The large p-value is mosty due to the relatively small sample size. Even though we observed a mean difference of 0.4 lbs, the sample is to small to allow us to say conclusively that smoking is associated with lower birthweights.
This is very different from concluding that smoking does not impact birthweight.
This is an example of why we should never “accept the null hypothesis” or say that our data “support the null hypothesis.”
4.5.16 Larger Dataset
In fact, this sample of 80 babies is part of a larger dataset, consisting of 1,000 babies born in NC in 2004. When we consider the full dataset, notice that the difference between the groups is similar, but the p-value is much smaller, providing stronger evidence of a relationship between a mother’s smoking and lower birthweight.
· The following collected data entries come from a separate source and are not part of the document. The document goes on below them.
use std::sync::Arc;
use std::time::Duration;

use futures::future::join_all;
use tokio::sync::mpsc;
use tokio::time::sleep;
use tracing::{debug, error, info, warn};

use crate::clients::relay::{driver_room, EventKind, EventRelay, RelayEvent};
use crate::engine::queue::DispatchJob;
use crate::engine::registry::DriverRegistry;
use crate::error::AppError;
use crate::models::trip::{Trip, TripStatus};
use crate::observability::metrics::Metrics;
use crate::state::AppState;

/// Outcome of one fan-out, by external driver id.
#[derive(Debug, Clone, Default, PartialEq, Eq)]
pub struct DispatchReport {
    pub notified: Vec<String>,
    pub failed: Vec<String>,
}

#[derive(Debug, Clone, Copy)]
pub struct RetryPolicy {
    pub max_attempts: u32,
    pub backoff: Duration,
}

impl RetryPolicy {
    /// Delay before retry number `attempt` (1-based): `backoff * 2^(attempt - 1)`.
    fn delay(&self, attempt: u32) -> Duration {
        self.backoff
            .saturating_mul(2u32.saturating_pow(attempt.saturating_sub(1)))
    }
}

pub struct Dispatcher {
    registry: Arc<DriverRegistry>,
    relay: Arc<EventRelay>,
    metrics: Metrics,
    retry: RetryPolicy,
}

impl Dispatcher {
    pub fn new(
        registry: Arc<DriverRegistry>,
        relay: Arc<EventRelay>,
        metrics: Metrics,
        retry: RetryPolicy,
    ) -> Self {
        Self {
            registry,
            relay,
            metrics,
            retry,
        }
    }

    /// Sends `ride_request` to every candidate driver concurrently. Individual
    /// failures are logged and reported, never returned.
    pub async fn dispatch(&self, trip: &Trip) -> DispatchReport {
        let candidates = self.registry.candidates(&trip.pickup(), trip.vehicle_type);
        if candidates.is_empty() {
            warn!(ride_id = trip.id, "no candidate drivers in range");
            return DispatchReport::default();
        }

        let sends = candidates.iter().map(|driver| async move {
            let outcome = self.notify(&driver.clerk_driver_id, trip).await;
            (driver.clerk_driver_id.clone(), outcome)
        });

        let mut report = DispatchReport::default();
        for (driver, outcome) in join_all(sends).await {
            match outcome {
                Ok(()) => {
                    self.metrics
                        .dispatch_events_total
                        .with_label_values(&["sent"])
                        .inc();
                    report.notified.push(driver);
                }
                Err(err) => {
                    self.metrics
                        .dispatch_events_total
                        .with_label_values(&["failed"])
                        .inc();
                    error!(ride_id = trip.id, driver = %driver, error = %err, "ride request not delivered");
                    report.failed.push(driver);
                }
            }
        }

        info!(
            ride_id = trip.id,
            notified = report.notified.len(),
            failed = report.failed.len(),
            "ride dispatched"
        );
        report
    }

    async fn notify(&self, clerk_driver_id: &str, trip: &Trip) -> Result<(), AppError> {
        let event = RelayEvent::new(EventKind::RideRequest, driver_room(clerk_driver_id), trip)?;

        let mut attempt = 1;
        loop {
            match self.relay.emit(&event).await {
                Ok(()) => return Ok(()),
                Err(err) if attempt < self.retry.max_attempts => {
                    let delay = self.retry.delay(attempt);
                    debug!(
                        ride_id = trip.id,
                        driver = %clerk_driver_id,
                        attempt,
                        delay_ms = delay.as_millis() as u64,
                        error = %err,
                        "retrying ride request"
                    );
                    sleep(delay).await;
                    attempt += 1;
                }
                Err(err) => return Err(err),
            }
        }
    }
}

pub async fn run_dispatch_worker(state: Arc<AppState>, mut dispatch_rx: mpsc::Receiver<DispatchJob>) {
    info!("dispatch worker started");

    while let Some(job) = dispatch_rx.recv().await {
        state.metrics.dispatch_queue_depth.dec();

        let trip = match state.store.trips.get(job.trip_id) {
            Ok(trip) => trip,
            Err(err) => {
                error!(ride_id = job.trip_id, error = %err, "dispatch job for unknown ride");
                continue;
            }
        };

        if trip.status != TripStatus::Pending {
            debug!(ride_id = trip.id, status = trip.status.as_str(), "ride no longer pending; skipping dispatch");
            continue;
        }

        state.dispatcher.dispatch(&trip).await;
    }

    warn!("dispatch worker stopped: queue channel closed");
}

#[cfg(test)]
mod tests {
    use std::sync::Arc;
    use std::time::Duration;

    use chrono::Utc;
    use wiremock::matchers::{body_partial_json, method};
    use wiremock::{Mock, MockServer, ResponseTemplate};

    use super::{DispatchReport, Dispatcher, RetryPolicy};
    use crate::clients::relay::EventRelay;
    use crate::engine::registry::DriverRegistry;
    use crate::models::driver::Driver;
    use crate::models::trip::{Trip, TripPaymentStatus, TripStatus};
    use crate::observability::metrics::Metrics;
    use crate::store::Store;

    fn online_driver(store: &Store, clerk_id: &str, phone: &str) {
        store
            .drivers
            .insert(Driver {
                id: 0,
                clerk_driver_id: clerk_id.to_string(),
                first_name: "D".to_string(),
                last_name: "River".to_string(),
                phone_number: phone.to_string(),
                user_type: "driver".to_string(),
                is_online: true,
                current_latitude: Some(12.9716),
                current_longitude: Some(77.5946),
                last_location_update: Some(Utc::now()),
                referral_code: None,
                referred_by: None,
                profile_image: None,
                license_image: None,
                created_at: Utc::now(),
                updated_at: Utc::now(),
            })
            .unwrap();
    }

    fn pending_trip() -> Trip {
        Trip {
            id: 9,
            clerk_user_id: "u1".to_string(),
            clerk_driver_id: None,
            pickup_latitude: 12.9716,
            pickup_longitude: 77.5946,
            drop_latitude: 12.9352,
            drop_longitude: 77.6245,
            vehicle_type: None,
            notes: String::new(),
            status: TripStatus::Pending,
            fare: None,
            payment_status: TripPaymentStatus::Pending,
            payment_mode: Some("CASH".to_string()),
            start_otp: None,
            created_at: Utc::now(),
            updated_at: Utc::now(),
        }
    }

    fn dispatcher(store: Arc<Store>, relay_url: String, max_attempts: u32) -> (Dispatcher, Metrics) {
        let metrics = Metrics::new().unwrap();
        let relay = EventRelay::new(relay_url, Duration::from_secs(2)).unwrap();
        let dispatcher = Dispatcher::new(
            Arc::new(DriverRegistry::new(store, 5.0)),
            Arc::new(relay),
            metrics.clone(),
            RetryPolicy {
                max_attempts,
                backoff: Duration::from_millis(5),
            },
        );
        (dispatcher, metrics)
    }

    #[test]
    fn backoff_doubles_per_attempt() {
        let policy = RetryPolicy {
            max_attempts: 4,
            backoff: Duration::from_millis(100),
        };
        assert_eq!(policy.delay(1), Duration::from_millis(100));
        assert_eq!(policy.delay(2), Duration::from_millis(200));
        assert_eq!(policy.delay(3), Duration::from_millis(400));
    }

    #[tokio::test]
    async fn one_failing_driver_does_not_stop_the_fan_out() {
        let server = MockServer::start().await;
        Mock::given(method("POST"))
            .and(body_partial_json(serde_json::json!({ "room": "driver:bad" })))
            .respond_with(ResponseTemplate::new(500))
            .expect(2)
            .mount(&server)
            .await;
        Mock::given(method("POST"))
            .and(body_partial_json(serde_json::json!({ "room": "driver:good" })))
            .respond_with(ResponseTemplate::new(200))
            .expect(1)
            .mount(&server)
            .await;

        let store = Arc::new(Store::new());
        online_driver(&store, "good", "+911");
        online_driver(&store, "bad", "+912");
        let (dispatcher, metrics) = dispatcher(store, format!("{}/emit", server.uri()), 2);

        let report = dispatcher.dispatch(&pending_trip()).await;

        assert_eq!(report.notified, vec!["good".to_string()]);
        assert_eq!(report.failed, vec!["bad".to_string()]);
        assert_eq!(metrics.dispatch_events_total.with_label_values(&["sent"]).get(), 1);
        assert_eq!(metrics.dispatch_events_total.with_label_values(&["failed"]).get(), 1);
    }

    #[tokio::test]
    async fn transient_relay_failure_is_retried() {
        let server = MockServer::start().await;
        Mock::given(method("POST"))
            .respond_with(ResponseTemplate::new(503))
            .up_to_n_times(1)
            .mount(&server)
            .await;
        Mock::given(method("POST"))
            .respond_with(ResponseTemplate::new(200))
            .mount(&server)
            .await;

        let store = Arc::new(Store::new());
        online_driver(&store, "d1", "+911");
        let (dispatcher, _metrics) = dispatcher(store, format!("{}/emit", server.uri()), 3);

        let report = dispatcher.dispatch(&pending_trip()).await;
        assert_eq!(report.notified, vec!["d1".to_string()]);
        assert!(report.failed.is_empty());
    }

    #[tokio::test]
    async fn no_candidates_sends_nothing() {
        let server = MockServer::start().await;
        Mock::given(method("POST"))
            .respond_with(ResponseTemplate::new(200))
            .expect(0)
            .mount(&server)
            .await;

        let (dispatcher, _metrics) =
            dispatcher(Arc::new(Store::new()), format!("{}/emit", server.uri()), 3);

        let report = dispatcher.dispatch(&pending_trip()).await;
        assert_eq!(report, DispatchReport::default());
    }
}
<- lm(data=ncbirths, weight~habit)
M_Birthwt_Full summary(M_Birthwt_Full)
##
## Call:
## lm(formula = weight ~ habit, data = ncbirths)
##
## Residuals:
## Min 1Q Median 3Q Max
## -6.1443 -0.7043 0.1657 0.9157 4.6057
##
## Coefficients:
## Estimate Std. Error t value Pr(>|t|)
## (Intercept) 7.14427 0.05086 140.472 <0.0000000000000002 ***
## habitsmoker -0.31554 0.14321 -2.203 0.0278 *
## ---
## Signif. codes: 0 '***' 0.001 '**' 0.01 '*' 0.05 '.' 0.1 ' ' 1
##
## Residual standard error: 1.503 on 997 degrees of freedom
## (1 observation deleted due to missingness)
## Multiple R-squared: 0.004846, Adjusted R-squared: 0.003848
## F-statistic: 4.855 on 1 and 997 DF, p-value: 0.02779
4.5.17 Cautions and Advice
p-values are only (a small) part of a statistical analysis.
- For small samples, real differences might not be statistically significant.
-Don’t accept null hypothesis. Gather more information.
- For large, even very small differences will be statistically significant.
-Look at confidence interval. Is difference practically important?
- When many hypotheses are tested at once (such as many food items) some will produce a significant result just by change.
-Use a multiple testing correction, such as Bonferroni
- Interpret p-values on a “sliding scale”
- 0.049 is practically the same as 0.051
- Is sample representative of larger population?
- Were treatments randomly assigned (for experiments)?
- Are there other variables to consider?